I couldn’t help but swallow as the aroma of whatever was in the tray hit my nose.

“We’re not the enemies,” he uttered as I sat at the edge of the bed.

“Hm, you just brought me here out of charity,” I answered.

He gave a small laugh as he brought a stool to me.

“Far from charity,” he said, placing the papers on the table beside the tray and transporting the tray to the stool in front of me. “You’re in danger. Being here is the only safe choice you have.”

“Did you just saychoice? You mean the choice your colleagues made when they grabbed me and hauled me here?”

“I was one of them, actually,” he disclosed, sporting a crooked smile.

I looked up at him with surprised eyes.

“Were you the one who grabbed my ankle or the one who threatened me?”

He laughed again. “Can we cut that part out?”

“Hm, no,” I answered, shaking my head.

He went over to the table and picked up the papers. Handing them to me, he said, “You should sign this.”
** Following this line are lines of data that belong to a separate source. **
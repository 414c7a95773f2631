//! Sound feedback resolution and settings

use serde::{Deserialize, Serialize};
use wms_core::messages;
use wms_core::model::SoundEvent;
use wms_core::ValidationError;

use super::{ServiceContext, ServiceError};
use crate::db::repos::{JobTypeRepo, NewSoundSetting, SoundRepo, SoundSetting, SubJobRepo};

/// Where a resolved sound came from, most specific first
#[derive(Debug, Clone, Copy, PartialEq, Eq, Serialize)]
#[serde(rename_all = "snake_case")]
pub enum SoundSource {
    SubJob,
    Job,
    Database,
    Config,
}

#[derive(Debug, Clone, PartialEq, Serialize)]
pub struct ResolvedSound {
    pub event: SoundEvent,
    pub sound_file: String,
    pub volume: f32,
    pub source: SoundSource,
}

/// Pick the most specific candidate: sub job, then job, then site default.
pub fn pick_setting(
    candidates: &[SoundSetting],
    job_id: Option<i64>,
    sub_job_id: Option<i64>,
) -> Option<(&SoundSetting, SoundSource)> {
    let by_sub = sub_job_id.and_then(|sub| {
        candidates
            .iter()
            .find(|s| s.is_enabled && s.sub_job_id == Some(sub))
            .map(|s| (s, SoundSource::SubJob))
    });
    let by_job = || {
        job_id.and_then(|job| {
            candidates
                .iter()
                .find(|s| s.is_enabled && s.sub_job_id.is_none() && s.job_id == Some(job))
                .map(|s| (s, SoundSource::Job))
        })
    };
    let site_default = || {
        candidates
            .iter()
            .find(|s| s.is_enabled && s.job_id.is_none() && s.sub_job_id.is_none())
            .map(|s| (s, SoundSource::Database))
    };
    by_sub.or_else(by_job).or_else(site_default)
}

/// Request body for creating or replacing a setting
#[derive(Debug, Clone, Deserialize)]
pub struct SoundSettingInput {
    pub job_id: Option<i64>,
    pub sub_job_id: Option<i64>,
    pub event_type: String,
    pub sound_file: String,
    pub volume: Option<f32>,
    pub is_enabled: Option<bool>,
}

pub struct SoundService<'a> {
    ctx: ServiceContext<'a>,
}

impl<'a> SoundService<'a> {
    pub fn new(ctx: ServiceContext<'a>) -> Self {
        Self { ctx }
    }

    /// Sound for an event, or `None` when sound is switched off.
    pub async fn resolve(
        &self,
        job_id: Option<i64>,
        sub_job_id: Option<i64>,
        event: SoundEvent,
    ) -> Result<Option<ResolvedSound>, ServiceError> {
        let sound = &self.ctx.config.sound;
        if !sound.enabled {
            return Ok(None);
        }

        let candidates = SoundRepo::new(self.ctx.pool)
            .candidates(job_id, sub_job_id, event.as_str())
            .await?;

        let resolved = match pick_setting(&candidates, job_id, sub_job_id) {
            Some((setting, source)) => ResolvedSound {
                event,
                sound_file: setting.sound_file.clone(),
                volume: setting.volume,
                source,
            },
            None => ResolvedSound {
                event,
                sound_file: sound.defaults.for_event(event).to_string(),
                volume: sound.default_volume,
                source: SoundSource::Config,
            },
        };
        Ok(Some(resolved))
    }

    /// Like [`resolve`](Self::resolve) but never fails; a lookup error
    /// falls back to the configured default.
    pub async fn resolve_or_default(
        &self,
        job_id: Option<i64>,
        sub_job_id: Option<i64>,
        event: SoundEvent,
    ) -> Option<ResolvedSound> {
        match self.resolve(job_id, sub_job_id, event).await {
            Ok(sound) => sound,
            Err(e) => {
                tracing::warn!(error = %e, event = %event, "sound lookup failed, using default");
                let sound = &self.ctx.config.sound;
                sound.enabled.then(|| ResolvedSound {
                    event,
                    sound_file: sound.defaults.for_event(event).to_string(),
                    volume: sound.default_volume,
                    source: SoundSource::Config,
                })
            }
        }
    }

    pub async fn list(&self) -> Result<Vec<SoundSetting>, ServiceError> {
        Ok(SoundRepo::new(self.ctx.pool).list().await?)
    }

    pub async fn upsert(&self, input: SoundSettingInput) -> Result<SoundSetting, ServiceError> {
        let event: SoundEvent = input.event_type.parse()?;

        let sound_file = input.sound_file.trim();
        if sound_file.is_empty() {
            return Err(ValidationError::Empty { field: "ไฟล์เสียง" }.into());
        }
        if sound_file.chars().count() > 255 {
            return Err(ValidationError::TooLong {
                field: "ไฟล์เสียง",
                max: 255,
            }
            .into());
        }

        let volume = input.volume.unwrap_or(self.ctx.config.sound.default_volume);
        if !(0.0..=1.0).contains(&volume) {
            return Err(ValidationError::OutOfRange {
                field: "ระดับเสียง",
                value: volume.to_string(),
            }
            .into());
        }

        let mut job_id = input.job_id;
        if let Some(id) = job_id {
            JobTypeRepo::new(self.ctx.pool)
                .find(id)
                .await?
                .ok_or_else(|| ServiceError::not_found(messages::job_not_found(id)))?;
        }
        if let Some(sub_id) = input.sub_job_id {
            let sub = SubJobRepo::new(self.ctx.pool)
                .find(sub_id)
                .await?
                .ok_or_else(|| ServiceError::not_found(messages::sub_job_not_found(sub_id)))?;
            match job_id {
                Some(id) if id != sub.main_job_id => {
                    return Err(ServiceError::bad_input(messages::sub_job_not_in_job(
                        sub_id, id,
                    )))
                }
                _ => job_id = Some(sub.main_job_id),
            }
        }

        let setting = SoundRepo::new(self.ctx.pool)
            .upsert(&NewSoundSetting {
                job_id,
                sub_job_id: input.sub_job_id,
                event_type: event.as_str().to_string(),
                sound_file: sound_file.to_string(),
                volume,
                is_enabled: input.is_enabled.unwrap_or(true),
            })
            .await?;

        tracing::info!(id = setting.id, event = %event, ?job_id, sub_job_id = ?input.sub_job_id, "sound setting saved");
        Ok(setting)
    }

    pub async fn delete(&self, id: i64) -> Result<(), ServiceError> {
        if !SoundRepo::new(self.ctx.pool).delete(id).await? {
            return Err(ServiceError::not_found(messages::record_not_found(
                "sound setting",
                &id.to_string(),
            )));
        }
        Ok(())
    }

    pub async fn toggle(&self, id: i64) -> Result<SoundSetting, ServiceError> {
        Ok(SoundRepo::new(self.ctx.pool).toggle(id).await?)
    }
}

#[cfg(test)]
mod tests {
    use super::*;
    use chrono::Utc;

    fn setting(id: i64, job: Option<i64>, sub: Option<i64>, file: &str) -> SoundSetting {
        SoundSetting {
            id,
            job_id: job,
            sub_job_id: sub,
            event_type: "success".into(),
            sound_file: file.into(),
            volume: 0.5,
            is_enabled: true,
            updated_at: Utc::now(),
        }
    }

    #[test]
    fn sub_job_beats_job_beats_default() {
        let candidates = vec![
            setting(1, None, None, "default.mp3"),
            setting(2, Some(4), None, "job.mp3"),
            setting(3, Some(4), Some(40), "sub.mp3"),
        ];

        let (s, src) = pick_setting(&candidates, Some(4), Some(40)).unwrap();
        assert_eq!((s.sound_file.as_str(), src), ("sub.mp3", SoundSource::SubJob));

        let (s, src) = pick_setting(&candidates, Some(4), Some(41)).unwrap();
        assert_eq!((s.sound_file.as_str(), src), ("job.mp3", SoundSource::Job));

        let (s, src) = pick_setting(&candidates, Some(5), None).unwrap();
        assert_eq!((s.sound_file.as_str(), src), ("default.mp3", SoundSource::Database));
    }

    #[test]
    fn nothing_configured() {
        assert!(pick_setting(&[], Some(1), Some(2)).is_none());
    }

    #[test]
    fn disabled_settings_skipped() {
        let mut sub = setting(3, Some(4), Some(40), "sub.mp3");
        sub.is_enabled = false;
        let candidates = vec![sub, setting(2, Some(4), None, "job.mp3")];
        let (s, _) = pick_setting(&candidates, Some(4), Some(40)).unwrap();
        assert_eq!(s.sound_file, "job.mp3");
    }
}
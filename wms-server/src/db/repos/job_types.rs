//! Job type repository

use chrono::{DateTime, Utc};
use serde::Serialize;
use sqlx::{FromRow, PgPool};

use super::DbError;

/// Job type record from database
#[derive(Debug, Clone, FromRow, Serialize)]
pub struct JobType {
    pub id: i64,
    pub job_name: String,
    pub created_at: DateTime<Utc>,
}

/// Job type repository
pub struct JobTypeRepo<'a> {
    pool: &'a PgPool,
}

impl<'a> JobTypeRepo<'a> {
    pub fn new(pool: &'a PgPool) -> Self {
        Self { pool }
    }

    /// All job types, ordered by name.
    pub async fn list(&self) -> Result<Vec<JobType>, DbError> {
        let jobs = sqlx::query_as::<_, JobType>(
            "SELECT id, job_name, created_at FROM job_types ORDER BY job_name",
        )
        .fetch_all(self.pool)
        .await?;
        Ok(jobs)
    }

    pub async fn find(&self, id: i64) -> Result<Option<JobType>, DbError> {
        let job = sqlx::query_as::<_, JobType>(
            "SELECT id, job_name, created_at FROM job_types WHERE id = $1",
        )
        .bind(id)
        .fetch_optional(self.pool)
        .await?;
        Ok(job)
    }

    pub async fn get(&self, id: i64) -> Result<JobType, DbError> {
        self.find(id)
            .await?
            .ok_or_else(|| DbError::not_found("job type", id))
    }

    pub async fn find_by_name(&self, name: &str) -> Result<Option<JobType>, DbError> {
        let job = sqlx::query_as::<_, JobType>(
            "SELECT id, job_name, created_at FROM job_types WHERE job_name = $1",
        )
        .bind(name)
        .fetch_optional(self.pool)
        .await?;
        Ok(job)
    }

    /// Insert a job type. A taken name surfaces as a unique violation.
    pub async fn create(&self, name: &str) -> Result<JobType, DbError> {
        let job = sqlx::query_as::<_, JobType>(
            r#"
            INSERT INTO job_types (job_name) VALUES ($1)
            RETURNING id, job_name, created_at
            "#,
        )
        .bind(name)
        .fetch_one(self.pool)
        .await?;
        Ok(job)
    }

    pub async fn rename(&self, id: i64, name: &str) -> Result<JobType, DbError> {
        sqlx::query_as::<_, JobType>(
            r#"
            UPDATE job_types SET job_name = $2 WHERE id = $1
            RETURNING id, job_name, created_at
            "#,
        )
        .bind(id)
        .bind(name)
        .fetch_optional(self.pool)
        .await?
        .ok_or_else(|| DbError::not_found("job type", id))
    }

    /// Delete a job type. Sub jobs and dependency edges cascade.
    pub async fn delete(&self, id: i64) -> Result<bool, DbError> {
        let result = sqlx::query("DELETE FROM job_types WHERE id = $1")
            .bind(id)
            .execute(self.pool)
            .await?;
        Ok(result.rows_affected() > 0)
    }

    /// Number of scans recorded under the job.
    pub async fn scan_count(&self, id: i64) -> Result<i64, DbError> {
        let (count,): (i64,) = sqlx::query_as("SELECT COUNT(*) FROM scan_logs WHERE job_id = $1")
            .bind(id)
            .fetch_one(self.pool)
            .await?;
        Ok(count)
    }

    pub async fn count(&self) -> Result<i64, DbError> {
        let (count,): (i64,) = sqlx::query_as("SELECT COUNT(*) FROM job_types")
            .fetch_one(self.pool)
            .await?;
        Ok(count)
    }
}

#[cfg(test)]
mod tests {
    use super::*;

    // Run with: DATABASE_URL=... cargo test -p wms-server -- --ignored

    #[tokio::test]
    #[ignore = "requires database"]
    async fn create_rejects_duplicate_name() {
        let url = std::env::var("DATABASE_URL").expect("DATABASE_URL required");
        let pool = crate::db::create_pool(&url).await.expect("pool");
        crate::db::migrations::run(&pool).await.expect("migrate");

        let repo = JobTypeRepo::new(&pool);
        let name = format!("test-{}", uuid::Uuid::new_v4());
        let job = repo.create(&name).await.expect("first insert");

        let err = repo.create(&name).await.unwrap_err();
        assert!(err.is_unique_violation());

        assert!(repo.delete(job.id).await.expect("delete"));
    }
}
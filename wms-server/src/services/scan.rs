//! Scan processing
//!
//! A scan passes, in order: barcode validation, job lookup, sub job
//! ownership, the dependency check and the duplicate check. Only then is
//! it written to the ledger.

use chrono::{DateTime, NaiveDate, Utc};
use serde::{Deserialize, Serialize};
use wms_core::messages;
use wms_core::model::{Barcode, Notes, SoundEvent};
use wms_core::rules::{missing_requirements, parse_date, DateRange, ScanStatus};

use super::sounds::{ResolvedSound, SoundService};
use super::{clamp_limit, MissingDependencies, ServiceContext, ServiceError};
use crate::db::repos::{
    DependencyRepo, HistoryQuery, JobTypeRepo, NewScan, Notification, NotificationRepo,
    ScanInsert, ScanLogRepo, ScanRow, SubJobRepo,
};

pub const DEFAULT_HISTORY_LIMIT: i64 = 50;
pub const MAX_HISTORY_LIMIT: i64 = 10_000;

#[derive(Debug, Clone, Default, Deserialize)]
pub struct ScanRequest {
    pub barcode: String,
    pub job_id: Option<i64>,
    pub sub_job_id: Option<i64>,
    pub notes: Option<String>,
}

/// An accepted scan
#[derive(Debug, Clone, Serialize)]
pub struct ScanOutcome {
    pub message: String,
    pub record: ScanRow,
    pub scan_date_local: String,
    #[serde(skip_serializing_if = "Option::is_none")]
    pub notification: Option<Notification>,
    #[serde(skip_serializing_if = "Option::is_none")]
    pub sound: Option<ResolvedSound>,
}

/// The earlier scan that blocks a duplicate
#[derive(Debug, Clone, Serialize)]
pub struct ExistingScan {
    pub id: i64,
    pub scan_date: DateTime<Utc>,
    pub scan_date_local: String,
    pub job_name: String,
    pub sub_job_name: String,
    pub user_id: String,
}

/// A scan refused as a duplicate
#[derive(Debug, Clone, Serialize)]
pub struct DuplicateScan {
    pub message: String,
    pub existing: ExistingScan,
    #[serde(skip_serializing_if = "Option::is_none")]
    pub sound: Option<ResolvedSound>,
}

/// History query parameters as sent by clients
#[derive(Debug, Clone, Default, Deserialize)]
pub struct HistoryFilter {
    pub limit: Option<i64>,
    pub today_only: Option<bool>,
    pub date: Option<String>,
    pub start_date: Option<String>,
    pub end_date: Option<String>,
    pub job_id: Option<i64>,
    pub sub_job_id: Option<i64>,
    pub barcode: Option<String>,
    pub notes: Option<String>,
    pub user_id: Option<String>,
}

/// One history row with its freshness label
#[derive(Debug, Clone, Serialize)]
pub struct HistoryEntry {
    #[serde(flatten)]
    pub scan: ScanRow,
    pub scan_date_local: String,
    pub status: &'static str,
}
It didn’t take three seconds of perusal for me to know what the papers were for.

A marriage license.

I looked up from the papers to find the pen he was passing to me.

“Did he not hear when I told him this wouldn’t happen?” I asked, lifting the papers to him. “I’m not signing any powers.”

“The boss wants you to sign it. There’s never a no with him,” he said, still not taking the papers from me.

“I’ll tear it into shreds if you don’t take it back to him,” I said, making him collect it from me instantly.